▸ **REQUIREMENT**:
Please return every line of the records below that contains the word "Vacant".

▸ **Stored data**:
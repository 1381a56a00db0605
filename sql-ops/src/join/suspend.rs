// Copyright 2018-2022 Clemens Lutz
//
// Licensed under the Apache License, Version 2.0 (the "License");
// you may not use this file except in compliance with the License.
// You may obtain a copy of the License at
//
//     http://www.apache.org/licenses/LICENSE-2.0
//
// Unless required by applicable law or agreed to in writing, software
// distributed under the License is distributed on an "AS IS" BASIS,
// WITHOUT WARRANTIES OR CONDITIONS OF ANY KIND, either express or implied.
// See the License for the specific language governing permissions and
// limitations under the License.


//! Suspend snapshots of worker groups.

use crate::join::control::GpuJoinLayout;
use crate::join::pseudo_stack::PseudoStack;
use serde_derive::{Deserialize, Serialize};

/// The traversal cursor of a lane at one depth.
#[derive(Clone, Copy, Debug, PartialEq, Eq, Serialize, Deserialize)]
pub enum LaneCursor {
    /// No work started on the current outer batch.
    Start,
    /// Pass counter of a loop over the current batch.
    Pass(u32),
    /// Walking a hash chain; the next item to visit.
    InChain(u32),
    /// The hash chain of the lane's outer row is exhausted.
    Exhausted,
    /// The lane had no outer row in the current batch.
    NoOuter,
}

impl Default for LaneCursor {
    fn default() -> Self {
        LaneCursor::Start
    }
}

impl LaneCursor {
    /// The pass counter. Zero unless the cursor is a `Pass`.
    pub fn pass(self) -> u32 {
        match self {
            LaneCursor::Pass(n) => n,
            _ => 0,
        }
    }

    /// True if the lane has an outer row whose hash chain is not finished.
    pub fn is_walking(self) -> bool {
        matches!(self, LaneCursor::Start | LaneCursor::InChain(_))
    }
}

/// Per-lane part of a suspend snapshot.
#[derive(Clone, Debug, PartialEq, Eq, Serialize, Deserialize)]
pub struct SuspendedLane {
    pub l_state: Vec<LaneCursor>,
    pub matched: Vec<bool>,
}

/// The execution state of a worker group at the moment of suspension.
#[derive(Clone, Debug, PartialEq, Eq, Serialize, Deserialize)]
pub struct SuspendBlock {
    /// Layout of the control object that the snapshot was saved with.
    pub layout: GpuJoinLayout,
    pub base_depth: u32,
    /// The depth to continue at.
    pub depth: u32,
    pub scan_done: bool,
    pub src_read_pos: u32,
    pub wip_count: Vec<u32>,
    pub read_pos: Vec<u32>,
    pub write_pos: Vec<u32>,
    pub stat_source_nitems: u32,
    pub stat_nitems: Vec<u32>,
    pub lanes: Vec<SuspendedLane>,
}

/// The suspend context of a worker group.
#[derive(Clone, Debug, PartialEq, Eq, Serialize, Deserialize)]
pub enum SuspendSlot {
    /// Nothing saved yet.
    Vacant,
    Suspended(Box<SuspendBlock>),
    /// The group finished. It must not be resumed again.
    Completed,
}

impl Default for SuspendSlot {
    fn default() -> Self {
        SuspendSlot::Vacant
    }
}

impl SuspendSlot {
    pub fn is_suspended(&self) -> bool {
        matches!(self, SuspendSlot::Suspended(_))
    }

    pub fn is_completed(&self) -> bool {
        matches!(self, SuspendSlot::Completed)
    }

    pub fn block(&self) -> Option<&SuspendBlock> {
        match self {
            SuspendSlot::Suspended(block) => Some(block),
            _ => None,
        }
    }
}

/// The private segment of a worker group within the control object.
///
/// The pseudo-stack must be preserved between a suspension and the resumed
/// launch, because suspended records are still referenced by the cursors in
/// the snapshot.
#[derive(Clone, Debug)]
pub struct GroupSegment {
    pub pstack: PseudoStack,
    pub suspend: SuspendSlot,
}

impl GroupSegment {
    pub fn new(nrels: u32, nrooms: u32) -> Self {
        Self {
            pstack: PseudoStack::new(nrels, nrooms),
            suspend: SuspendSlot::Vacant,
        }
    }
}
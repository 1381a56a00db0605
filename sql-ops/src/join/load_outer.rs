// Copyright 2018-2022 Clemens Lutz
//
// Licensed under the Apache License, Version 2.0 (the "License");
// you may not use this file except in compliance with the License.
// You may obtain a copy of the License at
//
//     http://www.apache.org/licenses/LICENSE-2.0
//
// Unless required by applicable law or agreed to in writing, software
// distributed under the License is distributed on an "AS IS" BASIS,
// WITHOUT WARRANTIES OR CONDITIONS OF ANY KIND, either express or implied.
// See the License for the specific language governing permissions and
// limitations under the License.


use crate::join::control::ErrorCode;
use crate::join::funcs::GpuJoinFuncs;
use crate::join::group::{Flow, GroupFrame};

use data_store::RowRef;

impl<'k, F> GroupFrame<'k, F>
where
    F: GpuJoinFuncs,
{
    /// Loads the next batch of inner rows of `outer_depth` that no outer
    /// combination referenced.
    ///
    /// The rows seed combinations whose shallower references are all null.
    pub(crate) fn load_outer(&mut self, outer_depth: u32) -> Flow {
        let kmrels = self.args.kmrels;
        let nitems = match (kmrels.chunk(outer_depth), kmrels.ojmap(outer_depth)) {
            (Some(chunk), Some(_)) => chunk.store().nitems(),
            _ => {
                return self.bailout(
                    ErrorCode::WrongCodeGeneration,
                    format!("Depth {} has no outer join map", outer_depth),
                )
            }
        };

        let group = self.group;
        let window = self.args.kgjoin.src_read_pos().dispatch(group.local_size());
        self.shared.src_read_pos = window;

        let results = group.map(|lane| {
            window
                .checked_add(lane)
                .filter(|&row| row < nitems && !kmrels.is_referenced(outer_depth, row))
                .map(|row| (None, RowRef::from_index(row)))
        });
        let count = match self.push_combinations(outer_depth, &results) {
            Some(count) => count,
            None => return Flow::Bailout,
        };

        if count > 0 && !self.has_room(outer_depth) {
            return Flow::Depth(outer_depth + 1);
        }

        if window >= nitems {
            self.shared.scan_done = true;
            return self.drain_after_scan(outer_depth);
        }
        Flow::Depth(outer_depth)
    }
}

▸ **WRITTEN SOLUTION**:
    Vacant,
        SuspendSlot::Vacant
            suspend: SuspendSlot::Vacant,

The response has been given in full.